→ Work to be completed: Determine the number of lines in the entries below in which the word "InMemoryIdempotencyStore" appears, and reply with that number only.
---- Task input
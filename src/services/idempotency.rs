//! Exactly-once bookkeeping for applied sync events.
//!
//! The verifier records the result of every applied event under its
//! transaction id. A replay of the same id returns that record instead of
//! crediting the subject again.

use crate::models::RewardEvent;
use async_trait::async_trait;
use chrono::{DateTime, Utc};
use serde::{Deserialize, Serialize};
use std::{
    collections::HashMap,
    sync::{Arc, Mutex, PoisonError, RwLock},
};
use tokio::sync::{Mutex as AsyncMutex, OwnedMutexGuard};

/// Result of applying one event, as first observed
#[derive(Debug, Clone, PartialEq, Eq, Serialize, Deserialize)]
pub struct SyncRecord {
    pub transaction_id: String,
    pub subject_id: String,
    pub quantity: u64,
    pub action_type: String,
    /// Subject balance right after this event was credited
    pub new_balance: u64,
    pub applied_at: DateTime<Utc>,
}

impl SyncRecord {
    pub fn new(event: &RewardEvent, new_balance: u64, applied_at: DateTime<Utc>) -> Self {
        Self {
            transaction_id: event.transaction_id.clone(),
            subject_id: event.subject_id.clone(),
            quantity: event.quantity,
            action_type: event.action_type.clone(),
            new_balance,
            applied_at,
        }
    }
}

/// Outcome of [`IdempotencyStore::reserve`]
#[derive(Debug, Clone, PartialEq, Eq)]
pub enum Reservation {
    /// The id was unknown and is now held as pending by the caller
    Reserved,
    /// Another attempt holds the id and has not completed, or crashed
    /// between crediting and recording
    Pending,
    /// The id was already applied; its record is returned unchanged
    Applied(SyncRecord),
}

#[derive(Debug, Clone, thiserror::Error)]
pub enum StoreError {
    #[error("idempotency store unavailable: {0}")]
    Unavailable(String),
}

#[derive(Debug, Clone)]
enum Entry {
    Pending,
    Applied(SyncRecord),
}

/// Storage for applied-event records keyed by transaction id.
///
/// An id moves from absent to pending through `reserve`, then to applied
/// through `complete`, or back to absent through `release`. `reserve` must
/// be atomic: of several concurrent reservations for one id, exactly one
/// observes `Reserved`. Backends shared by several verifier processes must
/// provide this themselves (e.g. a unique index).
///
/// A pending id is never credited again, so a crash or store failure after
/// crediting leaves the id blocked rather than credited twice.
#[async_trait]
pub trait IdempotencyStore: Send + Sync {
    /// Applied record for `transaction_id`; pending ids read as `None`
    async fn get(&self, transaction_id: &str) -> Result<Option<SyncRecord>, StoreError>;

    async fn reserve(&self, transaction_id: &str) -> Result<Reservation, StoreError>;

    /// Turn a pending reservation into an applied record
    async fn complete(&self, record: SyncRecord) -> Result<(), StoreError>;

    /// Drop a pending reservation whose event was not credited
    async fn release(&self, transaction_id: &str) -> Result<(), StoreError>;
}

/// Process-local store backed by a `HashMap`, for tests and single-instance deployments
#[derive(Default)]
pub struct InMemoryIdempotencyStore {
    entries: RwLock<HashMap<String, Entry>>,
}

impl InMemoryIdempotencyStore {
    pub fn new() -> Self {
        Self::default()
    }

    /// Number of applied records
    pub fn len(&self) -> usize {
        self.entries
            .read()
            .map(|entries| {
                entries
                    .values()
                    .filter(|entry| matches!(entry, Entry::Applied(_)))
                    .count()
            })
            .unwrap_or_default()
    }

    pub fn is_empty(&self) -> bool {
        self.len() == 0
    }

    /// Number of reservations not yet completed or released
    pub fn pending(&self) -> usize {
        self.entries
            .read()
            .map(|entries| {
                entries
                    .values()
                    .filter(|entry| matches!(entry, Entry::Pending))
                    .count()
            })
            .unwrap_or_default()
    }
}

#[async_trait]
impl IdempotencyStore for InMemoryIdempotencyStore {
    async fn get(&self, transaction_id: &str) -> Result<Option<SyncRecord>, StoreError> {
        let entries = self
            .entries
            .read()
            .map_err(|e| StoreError::Unavailable(e.to_string()))?;

        Ok(match entries.get(transaction_id) {
            Some(Entry::Applied(record)) => Some(record.clone()),
            _ => None,
        })
    }

    async fn reserve(&self, transaction_id: &str) -> Result<Reservation, StoreError> {
        let mut entries = self
            .entries
            .write()
            .map_err(|e| StoreError::Unavailable(e.to_string()))?;

        match entries.get(transaction_id) {
            Some(Entry::Applied(record)) => Ok(Reservation::Applied(record.clone())),
            Some(Entry::Pending) => Ok(Reservation::Pending),
            None => {
                entries.insert(transaction_id.to_string(), Entry::Pending);
                Ok(Reservation::Reserved)
            }
        }
    }

    async fn complete(&self, record: SyncRecord) -> Result<(), StoreError> {
        let mut entries = self
            .entries
            .write()
            .map_err(|e| StoreError::Unavailable(e.to_string()))?;

        // An applied record is never overwritten
        if !matches!(entries.get(&record.transaction_id), Some(Entry::Applied(_))) {
            entries.insert(record.transaction_id.clone(), Entry::Applied(record));
        }
        Ok(())
    }

    async fn release(&self, transaction_id: &str) -> Result<(), StoreError> {
        let mut entries = self
            .entries
            .write()
            .map_err(|e| StoreError::Unavailable(e.to_string()))?;

        if matches!(entries.get(transaction_id), Some(Entry::Pending)) {
            entries.remove(transaction_id);
        }
        Ok(())
    }
}

/// Per-transaction-id async locks.
///
/// Serialises the check / apply / record sequence for one id while letting
/// different ids proceed in parallel. Entries are dropped once no task holds
/// or waits on them, including waiters cancelled before they got the lock.
#[derive(Default)]
pub struct TransactionLocks {
    slots: Mutex<HashMap<String, LockSlot>>,
}

struct LockSlot {
    lock: Arc<AsyncMutex<()>>,
    /// Tasks holding or waiting on `lock`
    users: usize,
}

/// Held while a transaction id is being processed
pub struct TransactionGuard<'a> {
    owner: &'a TransactionLocks,
    transaction_id: String,
    guard: Option<OwnedMutexGuard<()>>,
}

impl TransactionLocks {
    pub fn new() -> Self {
        Self::default()
    }

    pub async fn acquire(&self, transaction_id: &str) -> TransactionGuard<'_> {
        let lock = {
            let mut slots = self.slots.lock().unwrap_or_else(PoisonError::into_inner);
            let slot = slots
                .entry(transaction_id.to_string())
                .or_insert_with(|| LockSlot {
                    lock: Arc::default(),
                    users: 0,
                });
            slot.users += 1;
            slot.lock.clone()
        };

        // Registered before waiting so a cancelled wait still releases the slot
        let mut ticket = TransactionGuard {
            owner: self,
            transaction_id: transaction_id.to_string(),
            guard: None,
        };
        ticket.guard = Some(lock.lock_owned().await);
        ticket
    }

    /// Number of ids currently locked or awaited
    pub fn active(&self) -> usize {
        self.slots
            .lock()
            .map(|slots| slots.len())
            .unwrap_or_default()
    }
}

impl Drop for TransactionGuard<'_> {
    fn drop(&mut self) {
        drop(self.guard.take());

        let mut slots = self.owner.slots.lock().unwrap_or_else(PoisonError::into_inner);
        if let Some(slot) = slots.get_mut(&self.transaction_id) {
            slot.users = slot.users.saturating_sub(1);
            if slot.users == 0 {
                slots.remove(&self.transaction_id);
            }
        }
    }
}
--------
→ Solution to the problem: 3